# Gas Dryer located Next to Stove top?



## Nakturnal (Mar 1, 2021)

I want to install a stacking Washer& Gas Dryer combo in my unit and the only space available is the 30 inches right next to a single unit stove top range/oven (also Gas). CMC 908.2 calls out clearances but nothing about location: 

*908.2.1 Clearance*
The installation of clothes dryers shall comply with the following requirements:

Listed Type 1 clothes dryers shall be installed with a clearance of not less than 6 inches (152 mm) from adjacent combustible material. Clothes dryers listed for installation at reduced clearances shall be installed in accordance with their listing and the manufacturer's installation instructions. Type 1 clothes dryers installed in closets shall be listed for such installation.
*The installation instructions on the Washer/Dryer state: *
This washer/dryer has been tested for spacing of 0" (0 mm) clearance at the sides and back. Recommended spacing should be considered for the following reasons:
- Additional spacing should be considered for ease of installation and servicing. 
- Additional clearances might be required for wall, door, and floor moldings.
- Additional spacing on all sides of the washer/dryer is recommended to reduce noise transfer.
- For closet installation, with a door, minimum ventilation openings in the top and bottom of the door are required. Louvered doors with equivalent ventilation openings are acceptable.
*NOTE:* For gas models, no other fuel-burning appliance can be installed in the same closet as the washer/dryer.

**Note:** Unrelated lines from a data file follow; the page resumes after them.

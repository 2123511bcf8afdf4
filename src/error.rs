//! Error types for Drover

use std::io;
use std::path::PathBuf;
use thiserror::Error;

/// Result type alias for Drover operations
pub type Result<T> = std::result::Result<T, DroverError>;

/// Main error type for Drover
#[derive(Error, Debug)]
pub enum DroverError {
    /// Configuration-related errors, detected before any command runs
    #[error("Configuration error: {0}")]
    Config(#[from] ConfigError),

    /// Task execution errors
    #[error("Execution error: {0}")]
    Execution(#[from] ExecutionError),

    /// I/O errors
    #[error("I/O error: {0}")]
    Io(#[from] io::Error),
}

impl DroverError {
    /// Whether this error was raised while loading or planning
    pub fn is_config(&self) -> bool {
        matches!(self, DroverError::Config(_))
    }

    /// Process exit code to report for this error
    pub fn exit_code(&self) -> i32 {
        match self {
            DroverError::Execution(ExecutionError::ExitStatus(code)) if *code != 0 => *code,
            DroverError::Execution(ExecutionError::Interrupted) => 130,
            _ => 1,
        }
    }
}

/// A mapping key that is not a plain string
#[derive(Error, Debug, Clone, PartialEq, Eq)]
#[error("{0} is not a valid key name")]
pub struct InvalidKey(pub String);

/// Configuration parsing, validation and planning errors
#[derive(Error, Debug)]
pub enum ConfigError {
    #[error("Failed to find config file (searched: {0})")]
    NotFound(String),

    #[error("Failed to parse config: {0}")]
    Parse(#[from] serde_yaml::Error),

    #[error(transparent)]
    InvalidKey(#[from] InvalidKey),

    #[error("Invalid configuration: {0}")]
    Invalid(String),

    #[error("Duplicate name '{name}' in {scope}")]
    DuplicateName { scope: String, name: String },

    #[error("Argument and option '{0}' must have unique names within a task")]
    DuplicateNames(String),

    #[error("Unknown task '{0}'")]
    TaskNotFound(String),

    #[error("Circular dependency detected: {0}")]
    CircularDependency(String),

    #[error("Option '{option}' in {scope} cannot reference {reference}")]
    OptionReference {
        scope: String,
        option: String,
        reference: String,
    },

    #[error("In task '{task}': {source}")]
    Interpolation {
        task: String,
        #[source]
        source: InterpolationError,
    },

    #[error("Task '{task}' expects {expected} argument(s), got {actual}")]
    ArgumentCount {
        task: String,
        expected: usize,
        actual: usize,
    },

    #[error("Option '{option}' in {scope} is required but not provided")]
    RequiredOption { scope: String, option: String },

    #[error("Option '{option}' in {scope} is private and cannot be overridden")]
    PrivateOption { scope: String, option: String },

    #[error("{scope} has no option or argument named '{name}'")]
    UnknownOverride { scope: String, name: String },

    #[error("Invalid value '{value}' for '{name}': {reason}")]
    InvalidValue {
        name: String,
        value: String,
        reason: String,
    },

    #[error("Failed to compute default for option '{option}': {source}")]
    DefaultCommand {
        option: String,
        #[source]
        source: ExecutionError,
    },

    #[error("Failed to include file '{path}': {error}")]
    IncludeFile { path: PathBuf, error: String },
}

/// Task execution errors
#[derive(Error, Debug)]
pub enum ExecutionError {
    #[error("exit status {0}")]
    ExitStatus(i32),

    #[error("signal: {0}")]
    Signal(i32),

    #[error("process terminated abnormally")]
    Terminated,

    #[error("{0}")]
    Io(#[from] io::Error),

    #[error("interrupted")]
    Interrupted,
}

/// Variable interpolation errors
#[derive(Error, Debug, Clone, PartialEq, Eq)]
pub enum InterpolationError {
    #[error("placeholder '${{{0}}}' is not defined")]
    UndefinedVariable(String),
}

/// Specialized result type for configuration operations
pub type ConfigResult<T> = std::result::Result<T, ConfigError>;

/// Specialized result type for execution operations
pub type ExecutionResult<T> = std::result::Result<T, ExecutionError>;

/// Specialized result type for interpolation operations
pub type InterpolationResult<T> = std::result::Result<T, InterpolationError>;

#[cfg(test)]
mod tests {
    use super::*;

    #[test]
    fn test_exit_status_message() {
        assert_eq!(ExecutionError::ExitStatus(1).to_string(), "exit status 1");
    }

    #[test]
    fn test_invalid_key_message() {
        let err = ConfigError::from(InvalidKey(r#"["foo" "bar"]"#.to_string()));
        assert_eq!(err.to_string(), r#"["foo" "bar"] is not a valid key name"#);
    }

    #[test]
    fn test_undefined_placeholder_message() {
        let err = InterpolationError::UndefinedVariable("name".to_string());
        assert_eq!(err.to_string(), "placeholder '${name}' is not defined");
    }

    #[test]
    fn test_exit_codes() {
        assert_eq!(DroverError::from(ExecutionError::ExitStatus(3)).exit_code(), 3);
        assert_eq!(DroverError::from(ExecutionError::Interrupted).exit_code(), 130);
        let config = DroverError::from(ConfigError::TaskNotFound("x".to_string()));
        assert!(config.is_config());
        assert_eq!(config.exit_code(), 1);
    }
}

*My question(s):* Can I install this Washer Dryer literally right next to a gas oven? If not, can I create a tight closet with a louvered or vented door and install the washer/dryer in that closet? Why cant a gas dryer be near another gas burning appliance, and what if any, are the minimum distances to install both of these appliances next to each other?


----------



## cda (Mar 1, 2021)

Welcome 

a non code reply

I am thinking you are good to go

“””in the same closet as the washer/dryer.””””

Maybe because of the fresh air needed?


----------



## cda (Mar 1, 2021)

Plus possible heat output from them


----------



## fatboy (Mar 2, 2021)

In my minds eye I am having trouble seeing a washer/dryer sitting immediately adjacent to a oven, but hey, to each his own. 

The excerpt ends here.